The Reader 160625_whitman
Program Introduction
Papa Whitman’s birthday had just roll-over. The Reader lights some posthumous voice-incense for the voice of life and the universe. One excerpt from the “Salutation to Walt Whitman” by Alvaros de Campos, another excerpt from late poet Mary Oliver’s memories, then another “Key for Walt” by an anonymous underwriter. All texts included.
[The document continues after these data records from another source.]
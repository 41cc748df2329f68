//! Strongly-typed value objects used by domain entities.
//!
//! Identifiers are thin wrappers over the raw integers received from callers.
//! They carry no positivity constraint: request fields are coerced loosely, so
//! a malformed id becomes `0` and is left for the entity store to reject.
use std::fmt::{Display, Formatter};

use serde::{Deserialize, Serialize};
use thiserror::Error;

/// Errors produced when attempting to construct a constrained value object.
#[derive(Debug, Error, PartialEq, Eq)]
pub enum TypeConstraintError {
    /// Status code is not part of the return status table.
    #[error("unknown return status code {0}")]
    UnknownStatus(i64),
}

/// Macro to generate lightweight newtypes for entity identifiers.
macro_rules! id_newtype {
    ($name:ident, $doc:expr) => {
        #[doc = $doc]
        #[derive(Clone, Copy, Debug, Serialize, Deserialize, PartialEq, Eq, Hash, PartialOrd, Ord)]
        #[serde(transparent)]
        pub struct $name(i64);

        impl $name {
            /// Wraps a raw identifier.
            pub const fn new(value: i64) -> Self {
                Self(value)
            }

            /// Returns the raw `i64` backing this identifier.
            pub const fn get(self) -> i64 {
                self.0
            }
        }

        impl Display for $name {
            fn fmt(&self, f: &mut Formatter<'_>) -> std::fmt::Result {
                write!(f, "{}", self.0)
            }
        }

        impl From<i64> for $name {
            fn from(value: i64) -> Self {
                Self(value)
            }
        }

        impl From<$name> for i64 {
            fn from(value: $name) -> Self {
                value.0
            }
        }
    };
}

id_newtype!(SellerId, "Unique identifier for a seller (reseller).");
id_newtype!(ClientId, "Unique identifier for a client contractor.");
id_newtype!(EmployeeId, "Unique identifier for an employee.");

/// Kind of return event carried by the `notificationType` request field.
#[derive(Clone, Copy, Debug, PartialEq, Eq)]
pub enum NotificationType {
    /// A new position was added to the return.
    New,
    /// The status of a returned position changed.
    Change,
    /// Any other code; accepted but never triggers client notification.
    Unknown(i64),
}

impl NotificationType {
    pub const NEW_CODE: i64 = 1;
    pub const CHANGE_CODE: i64 = 2;

    pub const fn code(self) -> i64 {
        match self {
            NotificationType::New => Self::NEW_CODE,
            NotificationType::Change => Self::CHANGE_CODE,
            NotificationType::Unknown(code) => code,
        }
    }
}

impl From<i64> for NotificationType {
    fn from(code: i64) -> Self {
        match code {
            Self::NEW_CODE => NotificationType::New,
            Self::CHANGE_CODE => NotificationType::Change,
            other => NotificationType::Unknown(other),
        }
    }
}

/// Fixed table of return statuses.
#[derive(Clone, Copy, Debug, PartialEq, Eq)]
pub enum ReturnStatus {
    Completed,
    Pending,
    Rejected,
}

impl ReturnStatus {
    /// Human readable name used in message templates.
    pub const fn name(self) -> &'static str {
        match self {
            ReturnStatus::Completed => "Completed",
            ReturnStatus::Pending => "Pending",
            ReturnStatus::Rejected => "Rejected",
        }
    }

    /// Name for a raw status code, or an empty string when the code is unknown.
    pub fn name_for_code(code: i64) -> &'static str {
        ReturnStatus::try_from(code).map_or("", ReturnStatus::name)
    }
}

impl TryFrom<i64> for ReturnStatus {
    type Error = TypeConstraintError;

    fn try_from(code: i64) -> Result<Self, Self::Error> {
        match code {
            0 => Ok(ReturnStatus::Completed),
            1 => Ok(ReturnStatus::Pending),
            2 => Ok(ReturnStatus::Rejected),
            other => Err(TypeConstraintError::UnknownStatus(other)),
        }
    }
}

impl Display for ReturnStatus {
    fn fmt(&self, f: &mut Formatter<'_>) -> std::fmt::Result {
        f.write_str(self.name())
    }
}

/// Discriminator stored on contractor records.
#[derive(Clone, Copy, Debug, Serialize, Deserialize, PartialEq, Eq, Default)]
#[serde(from = "i64", into = "i64")]
pub enum ContractorType {
    #[default]
    Customer,
    Other(i64),
}

impl ContractorType {
    pub const CUSTOMER_CODE: i64 = 0;
}

impl From<i64> for ContractorType {
    fn from(code: i64) -> Self {
        if code == Self::CUSTOMER_CODE {
            ContractorType::Customer
        } else {
            ContractorType::Other(code)
        }
    }
}

impl From<ContractorType> for i64 {
    fn from(value: ContractorType) -> Self {
        match value {
            ContractorType::Customer => ContractorType::CUSTOMER_CODE,
            ContractorType::Other(code) => code,
        }
    }
}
With wars raging all over, and faked images and generated poems flooding the sea of information, to go back to a primitive universe of ours, natural or mechanical, mirths less and less momentum. “Unscrew the locks from the door!” Thus wailed Papa Whitman, but what if there is no more screw on the door…. We are left with our own self to celebrate and to disarm the lockerage.
Voice-incenses for Whitman
Whitman: a tribute (from “Upstream”)
Mary Oliver
Ohio, 1950s,
I had a few friends who kept me sane, alert, and
loyal to my own best and wildest inclinations.
My town was no more or less congenial to the fact of poetry
than any other small town in America —
I make no special case of a solitary childhood.
I never met any of my friends, of course, in a usual way —
they were strangers, and lived only in their writings.
But if they were only shadow-companions,
still they were constant, and powerful, and amazing.
That is, they said amazing things, and for me it changed the world.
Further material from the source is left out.